As you may have gathered from some of my past musings, my mother has had many health difficulties over the course of the last several decades. She is now at the point where her need is such that she has to be on supplemental oxygen 24 hours a day 7 days a week. She has mostly recovered from the pneumonia she had, but she is far from a more complete recovery.
This makes a little adventure like the one I took with my father a few weekends ago virtually impossible. Fortunately, my mother's parents lived far longer than my father's did, so I grew up knowing the homes and area she group in. I even attended the same school system she attended and had some of the same teachers she had. It sometimes seem that where her memories might leave off, mine begin.
There will be no road trips anywhere in our future. It has been years since that ever could have been a possibility for her. That is a sad fact for me as well. My favorite type of vacation has always involved driving some place fantastic. So, since this type of travel down memory lane is an impossibility, I had to come up with a more personalized trip for us.
This led me to a fun and rewarding project I have been working on since before last Christmas. I decided to write a sequel to one of my mother's beloved books from her childhood, Marion Holland's No Children, No Pets"." This was a book my mother received as a gift from her Aunt Een back in the late 1950s. It was one of favorite stories featuring a family that inherits an apartment building in Florida, travels down there to sell it, gets involved in a mystery, and ends up staying.
I decided to first ask my mother if she had ever thought about how the story would continue. She had. I had, too. This was a favorite book from my childhood as well since my mother read it to us every summer break when we were little. Not surprisingly, she and I had different ideas how the story progressed. It was an enlightening conversation. I wrote the first chapters, busily incorporating her ideas into the narrative, as part of her Christmas gift.

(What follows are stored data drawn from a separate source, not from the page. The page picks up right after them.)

use crate::{
    ledger_client::{
        blockfrost_client::{
            blockfrost_http::{BlockfrostError, BlockfrostHttp, BlockfrostHttpTrait, MAX_PAGE_SIZE},
            issuance::{
                min_fee, Balancer, ExUnitsMap, IssuanceError, VKeyWitness, FEE_BUFFER,
            },
            schemas::{values_from_amounts, UTxO},
        },
        keys::Keys,
        LedgerClient, LedgerClientError, LedgerClientResult,
    },
    output::{DatumKind, Output, OutputId},
    scripts::{
        plutus_data::{PlutusData, PlutusDataError},
        PlutusScript, ScriptError,
    },
    transaction::{TxActions, TxId},
};
use async_trait::async_trait;
use ed25519_dalek::Signer;
use pallas_addresses::{Address, Network};
use secrecy::SecretString;
use std::{collections::BTreeSet, marker::PhantomData};
use thiserror::Error;

#[allow(missing_docs)]
pub mod blockfrost_http;
#[allow(missing_docs)]
pub mod issuance;
#[allow(missing_docs)]
pub mod schemas;


#[allow(missing_docs)]
#[derive(Debug, Error)]
pub enum BlockfrostLCError {
    #[error(transparent)]
    Http(#[from] BlockfrostError),
    #[error("Malformed hex from Blockfrost: {0}")]
    Hex(#[from] hex::FromHexError),
    #[error("Malformed address {0:?}: {1}")]
    Address(String, String),
    #[error(transparent)]
    Datum(#[from] PlutusDataError),
    #[error(transparent)]
    Script(#[from] ScriptError),
    #[error(transparent)]
    Issuance(#[from] IssuanceError),
    #[error("Transaction is {0} bytes, the limit is {1}")]
    TooLarge(usize, u64),
}

fn issue_err<E: Into<BlockfrostLCError>>(error: E) -> LedgerClientError {
    match error.into() {
        BlockfrostLCError::Issuance(IssuanceError::NoCollateral) => {
            LedgerClientError::NoBigEnoughCollateralUTxO
        }
        other => LedgerClientError::FailedToIssueTx(Box::new(other)),
    }
}

/// [`LedgerClient`] talking to a Blockfrost instance and signing with `K`
pub struct BlockfrostLedgerClient<K, Datum, Redeemer, H = BlockfrostHttp> {
    http: H,
    keys: K,
    network: Network,
    _datum: PhantomData<(Datum, Redeemer)>,
}

impl<K: Keys, Datum, Redeemer> BlockfrostLedgerClient<K, Datum, Redeemer> {
    /// Client for the Blockfrost API at `url`
    pub fn new(url: &str, project_id: SecretString, network: Network, keys: K) -> Self {
        let http = BlockfrostHttp::new(url, project_id);
        Self::with_http(http, network, keys)
    }
}

impl<K: Keys, Datum, Redeemer, H: BlockfrostHttpTrait> BlockfrostLedgerClient<K, Datum, Redeemer, H> {
    /// Client over any implementation of the Blockfrost endpoints
    pub fn with_http(http: H, network: Network, keys: K) -> Self {
        BlockfrostLedgerClient {
            http,
            keys,
            network,
            _datum: PhantomData,
        }
    }
}

impl<K, Datum, Redeemer, H> BlockfrostLedgerClient<K, Datum, Redeemer, H>
where
    K: Keys,
    Datum: TryFrom<PlutusData> + Send + Sync,
    Redeemer: Send + Sync,
    H: BlockfrostHttpTrait,
{
    async fn utxos_at(
        &self,
        address: &Address,
        count: usize,
    ) -> Result<Vec<Output<Datum>>, BlockfrostLCError> {
        let bech32 = address
            .to_bech32()
            .map_err(|e| BlockfrostLCError::Address(address.to_hex(), e.to_string()))?;
        let page_size = count.min(MAX_PAGE_SIZE);
        let mut utxos = Vec::new();
        let mut page = 1;
        while utxos.len() < count {
            let batch = self.http.utxos(&bech32, page_size, page).await?;
            let last_page = batch.len() < page_size;
            let wanted = count - utxos.len();
            utxos.extend(batch.into_iter().take(wanted));
            if last_page {
                break;
            }
            page += 1;
        }
        let mut outputs = Vec::with_capacity(utxos.len());
        for utxo in utxos {
            outputs.push(self.to_output(utxo).await?);
        }
        Ok(outputs)
    }

    async fn to_output(&self, utxo: UTxO) -> Result<Output<Datum>, BlockfrostLCError> {
        let tx_hash = hex::decode(&utxo.tx_hash)?;
        let owner = Address::from_bech32(&utxo.address)
            .map_err(|e| BlockfrostLCError::Address(utxo.address.clone(), e.to_string()))?;
        let values = values_from_amounts(&utxo.amount)?;

        let datum_cbor = match (&utxo.inline_datum, &utxo.data_hash) {
            (Some(inline), _) => Some(inline.clone()),
            (None, Some(hash)) => self.http.datum_cbor(hash).await?.cbor,
            (None, None) => None,
        };
        let output = match datum_cbor {
            Some(cbor) => {
                let datum = PlutusData::from_cbor(&hex::decode(cbor)?)?;
                Output::new_untyped_validator(tx_hash, utxo.output_index, owner, values, datum)
                    .with_typed_datum_if_possible()
            }
            None => Output::new_wallet(tx_hash, utxo.output_index, owner, values),
        };

        match &utxo.reference_script_hash {
            Some(hash) => match self.reference_script(hash).await? {
                Some(script) => Ok(output.with_script_ref(script)),
                None => Ok(output),
            },
            None => Ok(output),
        }
    }

    async fn reference_script(&self, hash: &str) -> Result<Option<PlutusScript>, BlockfrostLCError> {
        let info = self.http.script_info(hash).await?;
        let version = match info.plutus_version() {
            Some(version) => version,
            // Native scripts are never needed as Plutus witnesses
            None => return Ok(None),
        };
        match self.http.script_cbor(hash).await?.cbor {
            Some(cbor) => Ok(Some(PlutusScript::from_hex(version, &cbor)?)),
            None => Ok(None),
        }
    }
}

#[async_trait]
impl<K, Datum, Redeemer, H> LedgerClient<Datum, Redeemer>
    for BlockfrostLedgerClient<K, Datum, Redeemer, H>
where
    K: Keys,
    Datum: Clone + TryFrom<PlutusData> + Into<PlutusData> + Send + Sync,
    Redeemer: Clone + Into<PlutusData> + Send + Sync,
    H: BlockfrostHttpTrait,
{
    async fn signer_base_address(&self) -> LedgerClientResult<Address> {
        self.keys
            .base_addr(self.network)
            .await
            .map_err(|e| LedgerClientError::BaseAddress(Box::new(e)))
    }

    async fn outputs_at_address(
        &self,
        address: &Address,
        count: usize,
    ) -> LedgerClientResult<Vec<Output<Datum>>> {
        self.utxos_at(address, count)
            .await
            .map_err(|e| LedgerClientError::FailedToRetrieveOutputsAt(address.clone(), Box::new(e)))
    }

    async fn all_outputs_at_address(
        &self,
        address: &Address,
    ) -> LedgerClientResult<Vec<Output<Datum>>> {
        self.outputs_at_address(address, usize::MAX).await
    }

    async fn output_by_id(&self, id: &OutputId) -> LedgerClientResult<Option<Output<Datum>>> {
        let wrap = |e: BlockfrostLCError| {
            LedgerClientError::FailedToRetrieveOutputWithId(id.clone(), Box::new(e))
        };
        let tx_hash = hex::encode(id.tx_hash());
        let tx = match self.http.tx_utxos(&tx_hash).await.map_err(|e| wrap(e.into()))? {
            Some(tx) => tx,
            None => return Ok(None),
        };
        let unspent = tx
            .outputs
            .into_iter()
            .find(|output| output.output_index == id.index() && output.consumed_by_tx.is_none());
        match unspent {
            Some(output) => {
                let output = self.to_output(output.into_utxo(&tx_hash)).await.map_err(wrap)?;
                Ok(Some(output))
            }
            None => Ok(None),
        }
    }

    async fn issue(&self, tx: TxActions<Datum, Redeemer>) -> LedgerClientResult<TxId> {
        let signer = self.signer_base_address().await?;
        let signing_key = self
            .keys
            .signing_key()
            .await
            .map_err(|e| LedgerClientError::BaseAddress(Box::new(e)))?;
        if tx
            .script_inputs
            .iter()
            .any(|input| matches!(input.output.datum(), DatumKind::None))
        {
            return Err(LedgerClientError::NoDatumOnScriptInput);
        }

        let params = self.http.protocol_params().await.map_err(issue_err)?;
        let busy: BTreeSet<&OutputId> = tx
            .reference_inputs
            .iter()
            .map(|output| output.id())
            .chain(tx.script_inputs.iter().map(|input| input.output.id()))
            .collect();
        let wallet: Vec<Output<Datum>> = self
            .all_outputs_at_address(&signer)
            .await?
            .into_iter()
            .filter(|output| !busy.contains(output.id()))
            .collect();
        let balancer = Balancer::new(&tx, &wallet, &signer).map_err(issue_err)?;

        let ex_units: Option<ExUnitsMap> = if balancer.runs_any_script() {
            let draft = balancer.draft(FEE_BUFFER, None, &params).map_err(issue_err)?;
            let bytes = draft
                .tx_bytes(&[VKeyWitness::dummy()])
                .map_err(issue_err)?;
            let evaluation = self.http.execution_units(&bytes).await.map_err(issue_err)?;
            let units = evaluation.ex_units().map_err(issue_err)?;
            tracing::debug!(?units, "Evaluated redeemers");
            Some(units.into_iter().map(|(tag, index, units)| ((tag, index), units)).collect())
        } else {
            None
        };

        let ref_script_size = balancer.ref_script_size();
        let mut fee = params.min_fee_b;
        let draft = loop {
            let draft = balancer
                .draft(fee, ex_units.as_ref(), &params)
                .map_err(issue_err)?;
            let size = draft
                .tx_bytes(&[VKeyWitness::dummy()])
                .map_err(issue_err)?
                .len();
            let needed = min_fee(&params, size, draft.total_ex_units(), ref_script_size);
            if needed <= fee {
                break draft;
            }
            fee = needed;
        };

        let tx_id = draft.id().map_err(issue_err)?;
        let witness = VKeyWitness {
            vkey: signing_key.verifying_key().to_bytes(),
            signature: signing_key.sign(&tx_id).to_bytes(),
        };
        let bytes = draft.tx_bytes(&[witness]).map_err(issue_err)?;
        if bytes.len() as u64 > params.max_tx_size {
            return Err(issue_err(BlockfrostLCError::TooLarge(
                bytes.len(),
                params.max_tx_size,
            )));
        }

        let submitted = self.http.submit_tx(&bytes).await.map_err(issue_err)?;
        tracing::info!(tx_id = %submitted, fee, size = bytes.len(), "Transaction accepted by Blockfrost");
        Ok(TxId::new(&submitted))
    }

    async fn network(&self) -> LedgerClientResult<Network> {
        Ok(self.network)
    }
}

As each holiday has passed this year, I try to make sure that she gets at least one more chapter. I hope to finish the continued story this Christmas, if possible. I finally confessed that when she was in the hospital it through my project and plans into a panic. I wasn't sure if I should do a sloppier rush job, or cling to the faith that she would endure this latest illness as well. So far, so good. We are able to carry on with our extended personal literary trip down our memory lane.